El agua de lluvia ya no se puede beber en ninguna parte del mundo


La Chispa trae noticias impactantes que demuestran un nuevo nivel de la crisis ambiental: el agua de lluvia ya no se puede beber. Lo que por siglos fue símbolo de pureza hoy representa una amenaza silenciosa. Estudios recientes confirman que incluso en los lugares más remotos, como la Antártida, el agua de lluvia contiene niveles peligrosos de sustancias químicas conocidas como PFAS, o “químicos eternos”.
¿Por qué el agua de lluvia dejó de ser segura?
Los PFAS son compuestos sintéticos que se utilizan en productos cotidianos por su capacidad de resistir agua, calor y grasa. Están presentes en artículos tan comunes como sartenes antiadherentes, ropa impermeable, cosméticos, envases de comida rápida y espumas contra incendios.

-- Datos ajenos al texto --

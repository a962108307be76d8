use demand_forecast::{
    Confidence, ForecastConfig, ForecastEngine, ForecastError, ForecastMode, ForecastResult,
    ForecastWarning, ModelKind, Period, Series,
};
use rstest::rstest;
use std::f64::consts::PI;

fn monthly_volumes(n: usize) -> Vec<f64> {
    (0..n)
        .map(|t| {
            let noise = ((t * 37 % 11) as f64 - 5.0) * 0.8;
            500.0 + 4.0 * t as f64 + 60.0 * (2.0 * PI * t as f64 / 12.0).sin() + noise
        })
        .collect()
}

fn monthly_series(id: &str, n: usize) -> Series {
    Series::from_volumes(id, Period(0), &monthly_volumes(n)).unwrap()
}

fn engine() -> ForecastEngine {
    ForecastEngine::new(ForecastConfig::default()).unwrap()
}

fn assert_bounds(result: &ForecastResult) {
    for point in &result.points {
        assert!(point.lower <= point.point, "{:?}", point);
        assert!(point.point <= point.upper, "{:?}", point);
    }
}

#[test]
fn test_seasonal_series_uses_both_models() {
    let series = monthly_series("sku", 48);
    let result = engine().forecast_horizon(&series, 6).unwrap();

    assert_eq!(result.series_id, "sku");
    assert_eq!(result.horizon, 6);
    assert_eq!(result.points.len(), 6);
    assert_eq!(result.points[0].period, Period(48));
    assert_eq!(result.mode, ForecastMode::Seasonal);
    assert_eq!(result.confidence, Confidence::Normal);
    assert_bounds(&result);

    let weights = result.weights();
    assert_eq!(weights.len(), 2);
    let total: f64 = weights.iter().map(|(_, w)| w).sum();
    assert!((total - 1.0).abs() < 1e-9);
    assert!(result.ensemble_metrics.is_some());

    let decomposition = result.decomposition.as_ref().unwrap();
    assert!(decomposition.seasonal_strength > 0.5);
    assert!(decomposition.trend_slope > 0.0);
}

#[test]
fn test_short_history_degrades_to_trend_only() {
    let volumes = [120.0, 125.0, 123.0, 130.0, 134.0, 131.0, 138.0, 141.0];
    let series = Series::from_volumes("short", Period(0), &volumes).unwrap();
    let result = engine().forecast_horizon(&series, 4).unwrap();

    assert_ne!(result.mode, ForecastMode::Seasonal);
    assert!(result.is_degraded());
    assert!(result.decomposition.is_none());
    assert!(result.warnings.contains(&ForecastWarning::SeasonalitySkipped {
        history: 8,
        required: 24
    }));
    assert_eq!(result.points.len(), 4);
    assert_bounds(&result);
}

#[test]
fn test_missing_period_keeps_both_models() {
    let mut volumes = monthly_volumes(48);
    volumes[20] = f64::NAN;
    let series = Series::from_volumes("gappy", Period(0), &volumes).unwrap();
    let result = engine().forecast_horizon(&series, 3).unwrap();

    assert_eq!(result.mode, ForecastMode::Seasonal);
    let arima = result.model(ModelKind::SeasonalArima).unwrap();
    assert!(arima.excluded.is_none());
    assert!(arima.weight > 0.0);
    let trend = result.model(ModelKind::PiecewiseTrend).unwrap();
    assert!(trend.weight > 0.0);
    assert!(!result
        .warnings
        .iter()
        .any(|w| matches!(w, ForecastWarning::ModelExcluded { .. })));
    assert_bounds(&result);
}

#[test]
fn test_all_missing_history_is_input_error() {
    let series = Series::from_volumes("blank", Period(0), &[f64::NAN, f64::NAN]).unwrap();
    let err = engine().forecast_horizon(&series, 2).unwrap_err();
    assert!(matches!(err, ForecastError::InputError(_)));
}

#[test]
fn test_empty_series_is_input_error() {
    let series = Series::new("empty", Vec::new()).unwrap();
    let err = engine().forecast(&series).unwrap_err();
    assert!(err.is_input_error());
}

#[test]
fn test_forecast_is_deterministic() {
    let series = monthly_series("sku", 40);
    let first = engine().forecast_horizon(&series, 5).unwrap();
    let second = engine().forecast_horizon(&series, 5).unwrap();
    assert_eq!(first, second);
}

#[rstest]
#[case(1)]
#[case(12)]
#[case(24)]
fn test_horizon_lengths(#[case] horizon: usize) {
    let series = monthly_series("sku", 36);
    let result = engine().forecast_horizon(&series, horizon).unwrap();
    assert_eq!(result.points.len(), horizon);
    assert_bounds(&result);
}

#[test]
fn test_configured_horizon_is_default() {
    let config = ForecastConfig::default().with_horizon(3);
    let result = ForecastEngine::new(config)
        .unwrap()
        .forecast(&monthly_series("sku", 30))
        .unwrap();
    assert_eq!(result.points.len(), 3);
}

#[test]
fn test_invalid_config_rejected() {
    let config = ForecastConfig {
        confidence_level: 1.5,
        ..ForecastConfig::default()
    };
    assert!(ForecastEngine::new(config).is_err());
}

#[test]
fn test_result_serializes_to_json() {
    let result = engine()
        .forecast_horizon(&monthly_series("sku", 30), 2)
        .unwrap();
    let json = result.to_json().unwrap();
    assert!(json.contains("\"series_id\": \"sku\""));
    assert!(json.contains("\"points\""));
}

Pero su resistencia es también su mayor peligro: estos químicos no se descomponen fácilmente y permanecen activos durante siglos, contaminando el agua, el aire, la tierra y el cuerpo humano.
Efectos tóxicos y permanentes
Estudios científicos, como el publicado en Environmental Science & Technology, revelan concentraciones de PFAS que superan los límites establecidos por la Agencia de Protección Ambiental de EE. UU. El ácido perfluorooctanoico (PFOA), uno de los más estudiados, se ha relacionado con cáncer, enfermedades hepáticas y daños hormonales. Y lo más preocupante: el agua de lluvia ya no se puede beber, ni siquiera tras filtrarla de forma convencional.
Una nueva lluvia ácida amenaza el medio ambiente
Esta nueva “lluvia tóxica” no se parece a la lluvia ácida de los años 80, pero sus consecuencias podrían ser peores. Aunque muchos países han reducido o prohibido los PFAS, la naturaleza recicla estos químicos: vuelven al aire con el polvo, caen con la lluvia, se infiltran en los suelos y ríos, y regresan a la atmósfera, perpetuando un ciclo del que es casi imposible salir.
El desafío global de los PFAS
Martin Scheringer, coautor del estudio, afirma que ya superamos el límite planetario de seguridad para estos compuestos. Los científicos intentan desarrollar métodos para destruirlos en el laboratorio, pero escalar estas soluciones a nivel global sigue siendo un reto monumental.